Build a strong, sculpted upper back and improve posture with the Cable Upper Row. This compound exercise targets your lats, rhomboids, and traps

Intermediate
Compound
Pull
1 min per set2 min rest

Description

A compound movement that targets the upper back muscles, primarily the latissimus dorsi and rhomboids.

How to Do Cable Upper Row

  1. 1
    Setup

    Adjust the cable pulley to a high position, typically above head height. Select an appropriate handle attachment, such as a rope or V-bar, and stand facing the machine.

  2. 2
    Setup

    Take a step back to create tension, position your feet shoulder-width apart, and slightly hinge at your hips while maintaining a neutral spine.
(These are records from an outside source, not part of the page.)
//! Ratios derived from finished counters.

use std::collections::BTreeMap;

use serde::Serialize;

use super::counters::Counters;
use crate::speaker::SpeakerKey;

/// Division that yields `0.0` instead of `NaN`/`inf` for a zero divisor.
pub fn safe_divide(numerator: usize, denominator: usize) -> f64 {
    if denominator == 0 {
        return 0.0;
    }
    numerator as f64 / denominator as f64
}

/// Average words per message, per speaker and overall.
#[derive(Debug, Clone, Default, PartialEq, Serialize)]
pub struct WordsPerMessage {
    per_speaker: BTreeMap<SpeakerKey, f64>,
    total: f64,
}

impl WordsPerMessage {
    pub fn from_counters(counters: &Counters) -> Self {
        let per_speaker = counters
            .speakers()
            .map(|speaker| {
                let ratio = safe_divide(
                    counters.word_count(speaker),
                    counters.message_count(speaker),
                );
                (speaker.clone(), ratio)
            })
            .collect();

        Self {
            per_speaker,
            total: safe_divide(counters.total_words(), counters.total_messages()),
        }
    }

    /// Ratio for `speaker`; `0.0` for unknown or silent speakers.
    pub fn for_speaker(&self, speaker: &SpeakerKey) -> f64 {
        self.per_speaker.get(speaker).copied().unwrap_or(0.0)
    }

    pub fn total(&self) -> f64 {
        self.total
    }

    pub fn iter(&self) -> impl Iterator<Item = (&SpeakerKey, f64)> {
        self.per_speaker.iter().map(|(k, &v)| (k, v))
    }
}

#[cfg(test)]
mod tests {
    use super::*;
    use crate::config::{AnalyzerConfig, Roster, RosterEntry};
    use crate::core::analyze_str;

    #[test]
    fn test_safe_divide() {
        assert_eq!(safe_divide(10, 4), 2.5);
        assert_eq!(safe_divide(10, 0), 0.0);
        assert_eq!(safe_divide(0, 0), 0.0);
    }

    #[test]
    fn test_words_per_message() {
        let chat = "1/1/2024, 10:00 - Alice: one two three\n\
                    1/1/2024, 10:01 - Alice: four\n\
                    1/1/2024, 10:02 - Bob: five six";
        let analysis = analyze_str(chat, &AnalyzerConfig::default()).unwrap();
        let wpm = WordsPerMessage::from_counters(&analysis.counters);

        assert_eq!(wpm.for_speaker(&SpeakerKey::from("Alice")), 2.0);
        assert_eq!(wpm.for_speaker(&SpeakerKey::from("Bob")), 2.0);
        assert_eq!(wpm.total(), 2.0);
        assert_eq!(wpm.iter().count(), 2);
    }

    #[test]
    fn test_silent_speaker_is_zero() {
        let config = AnalyzerConfig::new()
            .with_roster(Roster::new().with_entry(RosterEntry::new("Victor")));
        let analysis = analyze_str("", &config).unwrap();
        let wpm = WordsPerMessage::from_counters(&analysis.counters);

        assert_eq!(wpm.for_speaker(&SpeakerKey::from("Victor")), 0.0);
        assert_eq!(wpm.total(), 0.0);
        assert_eq!(wpm.for_speaker(&SpeakerKey::from("Nobody")), 0.0);
    }
}
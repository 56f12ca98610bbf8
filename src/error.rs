//! Unified error types for chatstats.
//!
//! Errors come in two tiers:
//!
//! - **Per-line skips** are not errors at all from the caller's point of view.
//!   A transcript line that fails to match, carries a bad date, or belongs to a
//!   system speaker is classified as a [`SkipReason`](crate::core::SkipReason)
//!   and the run continues.
//! - **Run-level failures** are [`ChatstatsError`]: the input file cannot be
//!   opened, a roster file is malformed, an output artifact cannot be written.
//!   These surface immediately and stop the run.

use std::io;
use std::path::PathBuf;

use thiserror::Error;

/// A specialized [`Result`] type for chatstats operations.
///
/// # Example
///
/// ```rust
/// use chatstats::error::Result;
/// use chatstats::core::Analysis;
///
/// fn my_function() -> Result<Analysis> {
///     chatstats::analyze_str("", &chatstats::config::AnalyzerConfig::default())
/// }
/// ```
pub type Result<T> = std::result::Result<T, ChatstatsError>;

/// The error type for all run-level chatstats failures.
#[derive(Debug, Error)]
#[non_exhaustive]
pub enum ChatstatsError {
    /// An I/O error without a known path (e.g. writing to stdout).
    #[error("IO error: {0}")]
    Io(#[from] io::Error),

    /// A file could not be opened, read or created.
    #[error("Cannot access {}: {source}", path.display())]
    FileAccess {
        /// Path that failed
        path: PathBuf,
        /// The underlying I/O error
        #[source]
        source: io::Error,
    },

    /// Roster configuration is unusable.
    ///
    /// This occurs when:
    /// - A `--member` value has an empty name
    /// - A roster file is not a JSON object of name -> alias list
    /// - Closed-set mode is requested with an empty roster
    #[error("Invalid roster: {message}")]
    InvalidRoster {
        /// Description of what's wrong
        message: String,
    },

    /// JSON parsing/serialization error.
    #[cfg(feature = "json-output")]
    #[error("JSON error: {0}")]
    Json(#[from] serde_json::Error),

    /// CSV writing error (timeline output).
    #[cfg(feature = "csv-output")]
    #[error("CSV error: {0}")]
    Csv(#[from] csv::Error),

    /// The timeline chart could not be drawn or encoded.
    #[cfg(feature = "png-output")]
    #[error("Cannot render chart {}: {message}", path.display())]
    Chart {
        /// Target image path
        path: PathBuf,
        /// Drawing backend message
        message: String,
    },
}

// ============================================================================
// Convenience constructors
// ============================================================================

impl ChatstatsError {
    /// Creates a file access error for `path`.
    pub fn file_access(path: impl Into<PathBuf>, source: io::Error) -> Self {
        ChatstatsError::FileAccess {
            path: path.into(),
            source,
        }
    }

    /// Creates an invalid roster error.
    pub fn invalid_roster(message: impl Into<String>) -> Self {
        ChatstatsError::InvalidRoster {
            message: message.into(),
        }
    }

    /// Creates a chart rendering error for `path`.
    #[cfg(feature = "png-output")]
    pub fn chart(path: impl Into<PathBuf>, message: impl Into<String>) -> Self {
        ChatstatsError::Chart {
            path: path.into(),
            message: message.into(),
        }
    }

    /// Returns `true` if this is an IO or file access error.
    pub fn is_io(&self) -> bool {
        matches!(
            self,
            ChatstatsError::Io(_) | ChatstatsError::FileAccess { .. }
        )
    }

    /// Returns `true` if this is a roster configuration error.
    pub fn is_invalid_roster(&self) -> bool {
        matches!(self, ChatstatsError::InvalidRoster { .. })
    }
}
Your arms should be extended, and your core engaged.

  3. 3

    Initiate the pull by retracting your shoulder blades, then drive your elbows down and back towards your torso, pulling the handle towards your upper chest or face. Exhale as you pull.

  4. 4

    Squeeze your shoulder blades together at the peak contraction, focusing on engaging your upper back muscles.

  5. 5

    Slowly and controlled, extend your arms back to the starting position, allowing your shoulder blades to protract slightly under tension. Inhale as you return.

Tips

  • Focus on initiating the movement with your shoulder blades, not just your arms, to maximize upper back engagement and minimize bicep fatigue.
  • Maintain a slight forward lean from your hips throughout the movement to keep constant tension on the target muscles and prevent leaning back excessively.
  • Visualize pulling your elbows towards your back pockets to ensure a proper path of motion and effective activation of the latissimus dorsi and other back muscles.
  • Keep your wrists straight and avoid excessive gripping with your hands; the primary force should come from your back muscles, not your forearms.

Common Mistakes

  • ×Using too much momentum: Avoid swinging your torso excessively to pull the weight; instead, reduce the weight and focus on a controlled, deliberate contraction of your back muscles.
  • ×Shrugging your shoulders: Do not allow your shoulders to elevate towards your ears; keep them depressed and retracted to properly engage the lats and rhomboids.
  • ×Rounding the upper back: Maintain a neutral spine throughout the exercise; keep your chest up and core braced to prevent spinal flexion and potential injury.